Five reasons David Cameron should not be LGBTQ ‘Ally of the Year’

Austerity and anti-migrant policies disproportionately hurt LGBTQ people

 

Last night, David Cameron was named ‘Ally of the Year’ at the PinkNews awards, in recognition of his work in securing same-sex marriage legislation.

Beyond the confusion as to why he’s receiving it now, more than three years after Same Sex Couples act was passed, many queer and left-wing campaigners have responded angrily to the news.

Their argument is not — as critics will invariably suggest — that no Tory can be an LGBTQ ally, but rather that this Tory consistently undermined the rights and well being of LGBTQ people, particularly those in marginalised communities.

While achieving same-sex marriage against the will of the majority of his own party was an impressive achievement, it does not make up for his manifold failures.

These include:

1. Cuts to LGBTQ support services

In 2014, despite the passage of the Same Sex Couples Act, research showed that LGBT services across the voluntary and community sector sector were barely coping as a result of austerity cuts imposed by Cameron’s government.

These include specialist services for the victims of hate crime, gender identity support services, cultural organisations, helplines and support and education services for both young LGBTQ people and elderly members of the community.

 

2. Cuts to mental health and homelessness services

It’s been well-established that austerity policies disproportionately affect marginalised communities, even if they’re not deliberately targeted at those groups.

Throughout Cameron’s term, his ‘profoundly disturbing‘ real-terms cuts to mental health services were particularly damaging to LGBTQ people, who are much more likely to experience mental health issues.

Likewise, since LGBTQ people make up about a quarter of the young homeless population, restrictions on homeless services disproportionately affected the community.

 

3. Persecution of queer asylum-seekers 

As part of Cameron’s lengthy campaign against migrants and asylum seekers, the Home Office has done all it can to dissuade persecuted LGBTQ people from seeking asylum in the UK.

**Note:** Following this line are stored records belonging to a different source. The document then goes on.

//! Message bridge: per-peer admission state machine.
//!
//! The bridge owns every piece of per-peer handshake state. It never touches
//! the network; each entry point returns the `BridgeAction`s the caller must
//! carry out (sends, delayed disconnects, deliveries, events).

use std::collections::{HashMap, HashSet, VecDeque};
use std::time::Duration;

use serde::Serialize;
use tokio::sync::mpsc;

use agentmesh_protocol::{
    constants::{HANDSHAKE_TIMEOUT_MS, MAX_QUEUED_PER_PEER, REJECT_DISCONNECT_DELAY_MS},
    handshake::{
        self, HandshakeRequest, HandshakeResponse, PolicyMismatchNotice,
        VersionIncompatibleNotice,
    },
    AppMessage, EnforcementLevel, HandshakeContext, Rejection, WireMessage,
};

use crate::auth::MessageAuth;

/// Capacity of each subscription channel.
const SUBSCRIPTION_BUFFER: usize = 256;

// ============================================================================
// Configuration
// ============================================================================

#[derive(Debug, Clone)]
pub struct BridgeConfig {
    pub enforcement:       EnforcementLevel,
    pub handshake_timeout: Duration,
    /// Grace period between a rejection notice and the disconnect.
    pub reject_delay:      Duration,
    pub max_queued:        usize,
}

impl Default for BridgeConfig {
    fn default() -> Self {
        Self {
            enforcement:       EnforcementLevel::Strict,
            handshake_timeout: Duration::from_millis(HANDSHAKE_TIMEOUT_MS),
            reject_delay:      Duration::from_millis(REJECT_DISCONNECT_DELAY_MS),
            max_queued:        MAX_QUEUED_PER_PEER,
        }
    }
}

// ============================================================================
// Actions and events
// ============================================================================

#[derive(Debug, Clone, PartialEq)]
pub enum BridgeAction {
    Send { peer: String, message: WireMessage },
    Disconnect { peer: String, after: Duration },
    /// An authenticated application message ready for subscribers.
    Deliver { peer: String, message: AppMessage },
    Event(BridgeEvent),
}

#[derive(Debug, Clone, PartialEq)]
pub enum BridgeEvent {
    Validated { peer: String },
    /// Admitted despite a failed check (warn mode or lenient timeout).
    AcceptedWithWarning { peer: String, reason: Rejection },
    Rejected { peer: String, reason: Rejection },
    /// The peer told us why it rejected us.
    NoticeReceived { peer: String, reason: Rejection },
}

/// Outcome of an outbound `send_direct`.
#[derive(Debug, Clone, Copy, PartialEq, Eq)]
pub enum SendOutcome {
    Sent,
    /// Held until the handshake with the recipient completes.
    Deferred,
    Dropped,
}

// ============================================================================
// Per-peer state
// ============================================================================

/// Admission of one peer. Validated and pending are mutually exclusive by
/// construction.
#[derive(Debug, Clone, Copy, PartialEq, Eq)]
enum Admission {
    Unknown,
    Pending { initiated_at: u64 },
    Validated,
}

#[derive(Debug)]
struct PeerState {
    admission: Admission,
    /// Inbound messages received before admission, in arrival order.
    queue:     VecDeque<AppMessage>,
    /// Outbound messages waiting for admission, already signed.
    outbox:    VecDeque<AppMessage>,
}

impl Default for PeerState {
    fn default() -> Self {
        Self {
            admission: Admission::Unknown,
            queue:     VecDeque::new(),
            outbox:    VecDeque::new(),
        }
    }
}

#[derive(Debug, Clone, Copy, PartialEq, Eq, Serialize)]
#[serde(rename_all = "lowercase")]
pub enum AdmissionStatus {
    Unknown,
    Pending,
    Validated,
    Rejected,
}

#[derive(Debug, Clone, Serialize)]
pub struct PeerAdmission {
    pub peer_id: String,
    pub status:  AdmissionStatus,
    pub queued:  usize,
}

// ============================================================================
// MessageBridge
// ============================================================================

pub struct MessageBridge {
    config:     BridgeConfig,
    ctx:        HandshakeContext,
    local_peer: String,
    auth:       Option<MessageAuth>,
    peers:      HashMap<String, PeerState>,
    /// Strictly rejected peers waiting for their disconnect. Everything they
    /// send is dropped.
    rejected:   HashSet<String>,
    topics:     HashMap<String, Vec<mpsc::Sender<AppMessage>>>,
    direct:     Vec<mpsc::Sender<AppMessage>>,
}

Those who seek asylum are interrogated by the Home Office, required to relive their experiences of trauma and prosecution and often forced to share intimate information about their sex lives and preferences, to ‘prove’ that they deserve asylum.

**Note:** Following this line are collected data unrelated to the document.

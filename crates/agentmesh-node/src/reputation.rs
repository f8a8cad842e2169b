use std::collections::HashMap;
use std::time::Duration;

use serde::Serialize;

use agentmesh_protocol::constants::{REPUTATION_MAX, REPUTATION_MIN, REPUTATION_NEUTRAL};
use agentmesh_resolver::{ChainFeedback, ResolvedIdentity};

#[derive(Debug, Clone)]
pub struct ReputationConfig {
    pub success_delta:   f64,
    pub failure_delta:   f64,
    /// How long chain feedback stays fresh.
    pub chain_ttl:       Duration,
    pub resync_interval: Duration,
    /// Stale peers re-fetched per resync tick.
    pub resync_batch:    usize,
}

impl Default for ReputationConfig {
    fn default() -> Self {
        Self {
            success_delta:   5.0,
            failure_delta:   10.0,
            chain_ttl:       Duration::from_secs(600),
            resync_interval: Duration::from_secs(60),
            resync_batch:    16,
        }
    }
}

/// Local job history with one peer.
#[derive(Debug, Clone, PartialEq, Serialize)]
pub struct LocalReputation {
    pub local_score:         f64,
    pub total_jobs:          u64,
    pub successful_jobs:     u64,
    pub failed_jobs:         u64,
    pub last_interaction_at: u64,
}

impl Default for LocalReputation {
    fn default() -> Self {
        Self {
            local_score:         REPUTATION_NEUTRAL,
            total_jobs:          0,
            successful_jobs:     0,
            failed_jobs:         0,
            last_interaction_at: 0,
        }
    }
}

#[derive(Debug, Clone, PartialEq, Serialize)]
pub struct ChainReputation {
    /// -100..=100 as reported by the resolver.
    pub feedback_score:        f64,
    pub feedback_sample_count: u64,
    pub last_synced_at:        u64,
}

impl ChainReputation {
    /// Feedback mapped onto the 0..=100 reputation scale.
    pub fn normalized(&self) -> f64 {
        ((self.feedback_score + 100.0) / 2.0).clamp(REPUTATION_MIN, REPUTATION_MAX)
    }
}

/// Local history plus cached chain signals, keyed by peer id.
pub struct ReputationStore {
    config:     ReputationConfig,
    local:      HashMap<String, LocalReputation>,
    /// `None` records a sync that found no feedback.
    chain:      HashMap<String, (Option<ChainReputation>, u64)>,
    identities: HashMap<String, ResolvedIdentity>,
}

impl ReputationStore {
    pub fn new(config: ReputationConfig) -> Self {
        Self {
            config,
            local:      HashMap::new(),
            chain:      HashMap::new(),
            identities: HashMap::new(),
        }
    }

    pub fn config(&self) -> &ReputationConfig {
        &self.config
    }

    // ------------------------------------------------------------------------
    // Local history
    // ------------------------------------------------------------------------

    pub fn record_success(&mut self, peer: &str, now: u64) -> f64 {
        let delta = self.config.success_delta;
        let e = self.local.entry(peer.to_owned()).or_default();
        e.total_jobs += 1;
        e.successful_jobs += 1;
        e.local_score = (e.local_score + delta).clamp(REPUTATION_MIN, REPUTATION_MAX);
        e.last_interaction_at = now;
        e.local_score
    }

    pub fn record_failure(&mut self, peer: &str, now: u64) -> f64 {
        let delta = self.config.failure_delta;
        let e = self.local.entry(peer.to_owned()).or_default();
        e.total_jobs += 1;
        e.failed_jobs += 1;
        e.local_score = (e.local_score - delta).clamp(REPUTATION_MIN, REPUTATION_MAX);
        e.last_interaction_at = now;
        e.local_score
    }

    pub fn local(&self, peer: &str) -> Option<&LocalReputation> {
        self.local.get(peer)
    }

    pub fn local_score(&self, peer: &str) -> f64 {
        self.local.get(peer).map_or(REPUTATION_NEUTRAL, |r| r.local_score)
    }

    // ------------------------------------------------------------------------
    // Chain signals
    // ------------------------------------------------------------------------

    pub fn set_identity(&mut self, peer: &str, identity: ResolvedIdentity) {
        self.identities.insert(peer.to_owned(), identity);
    }

    pub fn identity(&self, peer: &str) -> Option<&ResolvedIdentity> {
        self.identities.get(peer)
    }

    pub fn set_chain(&mut self, peer: &str, feedback: Option<ChainFeedback>, now: u64) {
        let entry = feedback.map(|f| ChainReputation {
            feedback_score:        f.feedback_score,
            feedback_sample_count: f.sample_count,
            last_synced_at:        now,
        });
        self.chain.insert(peer.to_owned(), (entry, now));
    }

    pub fn chain(&self, peer: &str) -> Option<&ChainReputation> {
        self.chain.get(peer).and_then(|(c, _)| c.as_ref())
    }

    /// Peers with a resolved agent id whose chain data is missing or older
    /// than the TTL, oldest first, at most `limit`.
    pub fn stale_peers(&self, now: u64, limit: usize) -> Vec<(String, String)> {
        let ttl = self.config.chain_ttl.as_millis() as u64;
        let mut stale: Vec<(u64, String, String)> = self
            .identities
            .iter()
            .filter_map(|(peer, id)| {
                let agent = id.agent_id.as_ref()?;
                let synced = self.chain.get(peer).map(|(_, at)| *at);
                let is_stale = synced.map_or(true, |at| now.saturating_sub(at) >= ttl);
                is_stale.then(|| (synced.unwrap_or(0), peer.clone(), agent.clone()))
            })
            .collect();
        stale.sort();
        stale.into_iter().take(limit).map(|(_, p, a)| (p, a)).collect()
    }

    // ------------------------------------------------------------------------
    // Blended score
    // ------------------------------------------------------------------------

    /// Local score blended with chain feedback. Each side is weighted by
    /// `ln(1 + samples)`, so a peer with no history on either side is neutral.
    pub fn score(&self, peer: &str) -> f64 {
        let local = self.local.get(peer);
        let local_score = local.map_or(REPUTATION_NEUTRAL, |r| r.local_score);
        let w_local = local.map_or(0.0, |r| (r.total_jobs as f64).ln_1p());

        let Some(chain) = self.chain(peer) else {
            return local_score;
        };
        let w_chain = (chain.feedback_sample_count as f64).ln_1p();
        if w_local + w_chain == 0.0 {
            return local_score;
        }
        (local_score * w_local + chain.normalized() * w_chain) / (w_local + w_chain)
    }

    /// Drop the identity and chain cache of a disconnected peer. Local job
    /// history survives reconnects.
    pub fn end_session(&mut self, peer: &str) {
        self.chain.remove(peer);
        self.identities.remove(peer);
    }
}

#[cfg(test)]
mod tests {
    use super::*;

    fn store() -> ReputationStore {
        ReputationStore::new(ReputationConfig::default())
    }

    fn identity(agent: &str) -> ResolvedIdentity {
        ResolvedIdentity { agent_id: Some(agent.into()), wallet: None }
    }

    #[test]
    fn new_peers_are_neutral_and_scores_clamp() {
        let mut s = store();
        assert_eq!(s.score("p"), REPUTATION_NEUTRAL);
        for _ in 0..20 {
            s.record_success("p", 1);
        }
        assert_eq!(s.local_score("p"), REPUTATION_MAX);
        for _ in 0..20 {
            s.record_failure("p", 2);
        }
        assert_eq!(s.local_score("p"), REPUTATION_MIN);
        let r = s.local("p").unwrap();
        assert_eq!((r.total_jobs, r.successful_jobs, r.failed_jobs), (40, 20, 20));
        assert_eq!(r.last_interaction_at, 2);
    }

    #[test]
    fn chain_weight_grows_with_samples() {
        let mut s = store();
        s.record_success("p", 0); // local 55, one job
        s.set_chain("p", Some(ChainFeedback { feedback_score: 100.0, sample_count: 1 }), 0);
        // Equal weights: (55 + 100) / 2.
        assert!((s.score("p") - 77.5).abs() < 1e-9);

        s.set_chain("p", Some(ChainFeedback { feedback_score: 100.0, sample_count: 1_000 }), 0);
        assert!(s.score("p") > 90.0);
    }

    #[test]
    fn chain_only_peer_uses_chain_score() {
        let mut s = store();
        s.set_chain("p", Some(ChainFeedback { feedback_score: -100.0, sample_count: 3 }), 0);
        assert_eq!(s.score("p"), 0.0);
        s.set_chain("p", None, 1);
        assert_eq!(s.score("p"), REPUTATION_NEUTRAL);
    }

    #[test]
    fn stale_peers_respect_ttl_and_limit() {
        let mut s = store();
        let ttl = s.config().chain_ttl.as_millis() as u64;
        s.set_identity("a", identity("agent-a"));
        s.set_identity("b", identity("agent-b"));
        s.set_identity("c", ResolvedIdentity::default());

        let now = 1_000;
        let stale = s.stale_peers(now, 10);
        assert_eq!(stale.len(), 2);

        s.set_chain("a", None, now);
        assert_eq!(s.stale_peers(now + 1, 10), vec![("b".to_string(), "agent-b".to_string())]);
        assert_eq!(s.stale_peers(now + ttl, 10).len(), 2);
        assert_eq!(s.stale_peers(now + ttl, 1).len(), 1);
    }

    #[test]
    fn ending_a_session_keeps_only_local_history() {
        let mut s = store();
        s.record_success("p", 0);
        s.set_identity("p", identity("agent-p"));
        s.set_chain("p", Some(ChainFeedback { feedback_score: 100.0, sample_count: 5 }), 0);

        s.end_session("p");
        assert!(s.identity("p").is_none());
        assert!(s.chain("p").is_none());
        assert!(s.stale_peers(u64::MAX, 10).is_empty());
        assert!(s.local("p").is_some());
    }
}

And even after that process, huge numbers of asylum claims have been rejected on tenuous grounds. It was reported (in PinkNews, ironically) that caseworkers once rejected a Nigerian woman’s application because she had children, and so couldn’t be gay.

 

4. Refusal to mandate LGBTQ-inclusive sex education

Earlier this year (the year for which he’s been named top LGBTQ ally), Cameron dug in his heels and refused to back compulsory, LGBT-inclusive sex and relationships education in schools.

Cameron defended the right of schools to determine what worked best for them, in accordance with their ‘ethos’, meaning that many students end up with no education whatsoever on LGBTQ sexuality, rights or safety.

 

5. Regretting the same sex marriage bill

According to Telegraph journalist, Matthew d’Ancona, even Cameron’s one shining achievement — the passage of same-sex marriage — is not untainted.

In his book, d’Ancona quotes Cameron as saying in private that ‘if I’d known what it was going to be like, I wouldn’t have done it’. He was referring to the fact that his relationship with the Conservative grassroots and some of his MPs was damaged by his advocacy for marriage equality.

Even if we question the accuracy of this quote, plenty of advocates have asked why Cameron — who supposedly believes marriage is a fundamental human rights issue — gave his MPs a free vote in parliament.

In the end, a majority of Conservative MPs voted against, and Cameron’s achievement was only possible because of the near-universal support of Labour and the Liberal Democrats.

 

If this is the best ally the LGBTQ community can find, then things are much worse than we thought.

Niamh Ní Mhaoileoin is editor of Left Foot Forward. Follow her on Twitter.

See also: Tories filibuster ‘Turing Bill’ – denying pardons to 50,000 living gay men

2 Responses to “Five reasons David Cameron should not be LGBTQ ‘Ally of the Year’”

  1. Mick

    All these points are VERY bent smears, to coin a phrase.

    EVERYTHING got cut – even Tory ministries, making even Cameron’s colleagues miffed. ALL asylum seekers get questioned. We have so, SO many bogus. Indeed, once they hit Europe from Turkey, they’re technically migrants and not refugees because they left a safe country.

    Cameron apologised for Section 28, which he had no need to do. Gays loved it but Section 28 was actually a socker-punch against loony left councils pushing propaganda on kids. But yes, he did that as well as bring in gay marriage, something against the Tory grain.

    Funnily enough, he may have done gays a disservice with that one. Apparently, gays are more likely to split and civil partnerships are way less messy than marriages to jettison.

  2. Imran Khan

    Any evidence for the article at all?